Another way to measure this is to put the ball between two (large) books and hold the books parallel; it's then easier to measure the distance between the books with a ruler.

Finally, you can wrap a string around the middle of the ball -- the very widest part, like wrapping around the equator of the earth -- and mark the string with a pen so that between the two pen-marks is exactly one trip around the ball's middle. Suppose that this comes out to be 42 inches (which might happen for a kid's kickball, for instance). If you divide the length (42 inches) by the number 3.14, you get

42 / 3.14 = 13.38, more or less

and that tells you that the ball is a little more than 13 inches across.

The number 3.14 is special -- it works no matter how large your ball is: you divide the "length around the ball" by 3.14 and you get the length across the ball. (The actual number is a tiny bit bigger than 3.14, but the difference only matters when you'll doing very precise things; 3.14 works for almost all practical purposes.)

I hope this helps a bit.

• This helps, yes. I mean...it's really hard for me to understand it, but the verbal explanation of it and examples add just enough that I get what you are saying. I have plenty of string around here, so I can do the measuring thing and use the equation. The other two option are a little harder for me to do, considering my window in my room only gets noon sun on my wall and I don't have that many heavy books lol. I can try it though when and if I screw up the equation lol. Thank you though, for your help. Jun 19, 2015 at 20:07

You can use calipers to measure the diameter. Or a vice.

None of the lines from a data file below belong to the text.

//! This module provides the main entry point for retrieving USGS water data.
//! It builds request URLs, maps them to cache files and hands out decoded
//! payloads or ready-to-plot frames.

use crate::cache::key::CacheLocation;
use crate::error::WaterDataError;
use crate::tables::rdb::prepare_rdb_frame;
use crate::tables::time_series::time_series_frame;
use crate::types::request::{
    DataFormat, DataRequest, FetchRequest, Service, SiteRequest, SiteStatus, DEFAULT_BASE_URL,
};
use crate::types::water_ml::WaterMlResponse;
use crate::utils::get_cache_dir;
use crate::water_data::cached_fetcher::CachedFetcher;
use crate::water_data::format::{JsonFormat, RdbFormat};
use crate::water_data::transport::{HttpTransport, ReqwestTransport};
use bon::bon;
use chrono::NaiveDate;
use polars::frame::DataFrame;
use std::path::{Path, PathBuf};
use std::sync::Arc;

/// A decoded response of either format.
#[derive(Debug, Clone)]
pub enum Payload {
    TimeSeries(WaterMlResponse),
    Table(DataFrame),
}

/// The main client struct for accessing USGS water data.
///
/// Every response goes through an on-disk cache: a request whose URL was seen
/// before is answered from its cache file without touching the network.
/// Cache entries never expire; delete the files to force a refresh.
///
/// Create an instance using [`WaterData::new()`] for the default cache
/// directory, [`WaterData::with_cache_folder()`] for a custom one, or
/// [`WaterData::with_transport()`] to supply the HTTP layer.
///
/// # Examples
///
/// ```no_run
/// # use waterdata::{WaterData, WaterDataError};
/// # async fn run() -> Result<(), WaterDataError> {
/// let client = WaterData::new()?;
/// let discharge = client
///     .time_series_frame()
///     .sites("09163500")
///     .period("P7D")
///     .call()
///     .await?;
/// println!("{}", discharge.head(Some(5)));
/// # Ok(())
/// # }
/// ```
pub struct WaterData<T = ReqwestTransport> {
    cache_dir: PathBuf,
    base_url: String,
    time_series: CachedFetcher<JsonFormat<WaterMlResponse>, T>,
    tables: CachedFetcher<RdbFormat, T>,
}

impl WaterData<ReqwestTransport> {
    /// Creates a client caching into `<system cache dir>/waterdata_rs_cache`
    /// (e.g. `~/.cache/waterdata_rs_cache` on Linux).
    ///
    /// # Errors
    ///
    /// Returns [`WaterDataError::CacheDirResolution`] if the platform has no
    /// cache directory.
    pub fn new() -> Result<Self, WaterDataError> {
        let cache_folder = get_cache_dir().ok_or(WaterDataError::CacheDirResolution)?;
        Ok(Self::with_cache_folder(cache_folder))
    }

    /// Creates a client caching into `cache_folder`. The folder is created on
    /// the first write, not here.
    pub fn with_cache_folder(cache_folder: PathBuf) -> Self {
        Self::with_transport(cache_folder, ReqwestTransport::new())
    }
}

#[bon]
impl<T: HttpTransport> WaterData<T> {
    pub fn with_transport(cache_folder: PathBuf, transport: T) -> Self {
        let transport = Arc::new(transport);
        Self {
            cache_dir: cache_folder,
            base_url: DEFAULT_BASE_URL.to_string(),
            time_series: CachedFetcher::new(transport.clone()),
            tables: CachedFetcher::new(transport),
        }
    }

    /// Points the client at another deployment of the service (a mirror, or a
    /// local stub in tests).
    pub fn with_base_url(mut self, base_url: impl Into<String>) -> Self {
        self.base_url = base_url.into();
        self
    }

    pub fn cache_dir(&self) -> &Path {
        &self.cache_dir
    }

    pub fn base_url(&self) -> &str {
        &self.base_url
    }

    /// The file a request is cached in under `location`.
    pub fn cache_path(&self, request: &FetchRequest, location: &CacheLocation) -> PathBuf {
        location.resolve(&self.cache_dir, &request.url, request.format)
    }

    /// Fetches any prepared request, decoding it according to its format.
    ///
    /// Returns `None` when the data could not be retrieved; the reason is
    /// logged.
    pub async fn fetch(&self, request: &FetchRequest, location: &CacheLocation) -> Option<Payload> {
        let cache_path = self.cache_path(request, location);
        match request.format {
            DataFormat::Json => self
                .time_series
                .fetch(&request.url, &cache_path)
                .await
                .map(Payload::TimeSeries),
            DataFormat::Rdb => self
                .tables
                .fetch(&request.url, &cache_path)
                .await
                .map(Payload::Table),
        }
    }

    /// Fetches a WaterML-JSON document from `url`, cached under a name derived
    /// from the URL.
    pub async fn fetch_time_series(&self, url: &str) -> Option<WaterMlResponse> {
        let cache_path = CacheLocation::Derived.resolve(&self.cache_dir, url, DataFormat::Json);
        self.time_series.fetch(url, &cache_path).await
    }

    /// Fetches an RDB table from `url`, cached under a name derived from the URL.
    pub async fn fetch_table(&self, url: &str) -> Option<DataFrame> {
        let cache_path = CacheLocation::Derived.resolve(&self.cache_dir, url, DataFormat::Rdb);
        self.tables.fetch(url, &cache_path).await
    }

    /// Fetches the WaterML-JSON time series for one or more sites.
    ///
    /// # Arguments
    ///
    /// * `.sites(&str)`: **Required.** Site number, or several separated by commas.
    /// * `.service(Service)`: Optional. Daily or instantaneous values. Defaults to daily.
    /// * `.period(&str)`: Optional. ISO 8601 duration. Defaults to `P365D`.
    /// * `.start_date(NaiveDate)` / `.end_date(NaiveDate)`: Optional. Replace the period.
    /// * `.site_status(SiteStatus)`: Optional. Defaults to [`SiteStatus::All`].
    ///
    /// # Examples
    ///
    /// ```no_run
    /// # use waterdata::{Service, WaterData, WaterDataError};
    /// # async fn run() -> Result<(), WaterDataError> {
    /// let client = WaterData::new()?;
    /// if let Some(response) = client
    ///     .time_series()
    ///     .sites("09163500")
    ///     .service(Service::InstantaneousValues)
    ///     .call()
    ///     .await
    /// {
    ///     println!("{} series", response.value.time_series.len());
    /// }
    /// # Ok(())
    /// # }
    /// ```
    #[builder]
    pub async fn time_series(
        &self,
        sites: &str,
        service: Option<Service>,
        period: Option<&str>,
        start_date: Option<NaiveDate>,
        end_date: Option<NaiveDate>,
        site_status: Option<SiteStatus>,
    ) -> Option<WaterMlResponse> {
        let request = values_request(
            sites,
            DataFormat::Json,
            service,
            period,
            start_date,
            end_date,
            site_status,
        );
        self.fetch_time_series(&request.url(&self.base_url)).await
    }

    /// Fetches the RDB values table for one or more sites, as strings.
    ///
    /// Takes the same arguments as [`Self::time_series`]. Use
    /// [`Self::values_frame`] for typed columns.
    #[builder]
    pub async fn values_table(
        &self,
        sites: &str,
        service: Option<Service>,
        period: Option<&str>,
        start_date: Option<NaiveDate>,
        end_date: Option<NaiveDate>,
        site_status: Option<SiteStatus>,
    ) -> Option<DataFrame> {
        let request = values_request(
            sites,
            DataFormat::Rdb,
            service,
            period,
            start_date,
            end_date,
            site_status,
        );
        self.fetch_table(&request.url(&self.base_url)).await
    }

    /// Lists the monitoring sites of a state.
    ///
    /// By default the listing is cached under a name derived from its URL.
    /// Passing `.cache_file(path)` pins it to that file instead, which every
    /// state and status then shares.
    #[builder]
    pub async fn site_listing(
        &self,
        state_code: &str,
        site_status: Option<SiteStatus>,
        cache_file: Option<PathBuf>,
    ) -> Option<DataFrame> {
        let request = SiteRequest::builder()
            .state_code(state_code)
            .maybe_site_status(site_status)
            .build()
            .to_fetch_request(&self.base_url);
        let location = cache_file.map_or(CacheLocation::Derived, CacheLocation::Fixed);
        let cache_path = self.cache_path(&request, &location);
        self.tables.fetch(&request.url, &cache_path).await
    }

    /// Fetches one time series and flattens it into a frame with columns
    /// `timestamp`, `value`, `units`, `qualifiers`, `site_name`, `site_code`
    /// and `variable_code`.
    ///
    /// Takes the arguments of [`Self::time_series`] plus `.series_index(usize)`
    /// (default `0`) to pick a series when the response has several, and
    /// `.method_index(usize)` (default `0`) to pick one of its value sets.
    ///
    /// # Errors
    ///
    /// * [`WaterDataError::NoData`] if the response could not be retrieved.
    /// * [`WaterDataError::Table`] if the response holds no usable series.
    #[builder]
    pub async fn time_series_frame(
        &self,
        sites: &str,
        service: Option<Service>,
        period: Option<&str>,
        start_date: Option<NaiveDate>,
        end_date: Option<NaiveDate>,
        site_status: Option<SiteStatus>,
        series_index: Option<usize>,
        method_index: Option<usize>,
    ) -> Result<DataFrame, WaterDataError> {
        let url = values_request(
            sites,
            DataFormat::Json,
            service,
            period,
            start_date,
            end_date,
            site_status,
        )
        .url(&self.base_url);
        let response = self
            .fetch_time_series(&url)
            .await
            .ok_or(WaterDataError::NoData { url })?;
        Ok(time_series_frame(
            &response,
            series_index.unwrap_or(0),
            method_index.unwrap_or(0),
        )?)
    }

    /// Fetches the RDB values table and types it: `datetime` as a datetime
    /// column, every parameter column as `Float64`.
    ///
    /// # Errors
    ///
    /// * [`WaterDataError::NoData`] if the table could not be retrieved.
    /// * [`WaterDataError::Table`] if the table has no parseable `datetime` column.
    #[builder]
    pub async fn values_frame(
        &self,
        sites: &str,
        service: Option<Service>,
        period: Option<&str>,
        start_date: Option<NaiveDate>,
        end_date: Option<NaiveDate>,
        site_status: Option<SiteStatus>,
    ) -> Result<DataFrame, WaterDataError> {
        let url = values_request(
            sites,
            DataFormat::Rdb,
            service,
            period,
            start_date,
            end_date,
            site_status,
        )
        .url(&self.base_url);
        let table = self
            .fetch_table(&url)
            .await
            .ok_or(WaterDataError::NoData { url })?;
        Ok(prepare_rdb_frame(table)?)
    }
}

fn values_request(
    sites: &str,
    format: DataFormat,
    service: Option<Service>,
    period: Option<&str>,
    start_date: Option<NaiveDate>,
    end_date: Option<NaiveDate>,
    site_status: Option<SiteStatus>,
) -> DataRequest {
    DataRequest::builder()
        .sites(sites)
        .format(format)
        .maybe_service(service)
        .maybe_period(period)
        .maybe_start_date(start_date)
        .maybe_end_date(end_date)
        .maybe_site_status(site_status)
        .build()
}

A somewhat more complicated approach: Put tennis ball in a measuring glass. Hold it down while you fill it with water until the water is just over the ball. Note the indicated volume, call this $$v_1$$. Remove the ball then check the volume again, and call this new volume $$v_2$$. The volume of the tennis ball is the change in volume,

$$V=(v_1-v_2)$$. The cube of the radius, $$r^3=0.2387\cdot V$$ or diameter=$$2\cdot(0.2387\cdot V)^\frac{1}{3}$$

Make a cylinder of paper that is large enough to enclose the ball. Put the ball on a table and close the cylinder around the ball. Mark where the paper's (verticle) edge meets the other side of the ball while the cylinder is perpendicular to the table. This allows you to measure the circumference. Then the division by $$\pi$$ ($$3.1418$$) gives the diameter, which is the width of the ball. The old approximation for $$\pi$$ is $$\frac{22}7$$, so you can mulitply by $$7$$ and divide by $$22$$ to get the number you are looking for.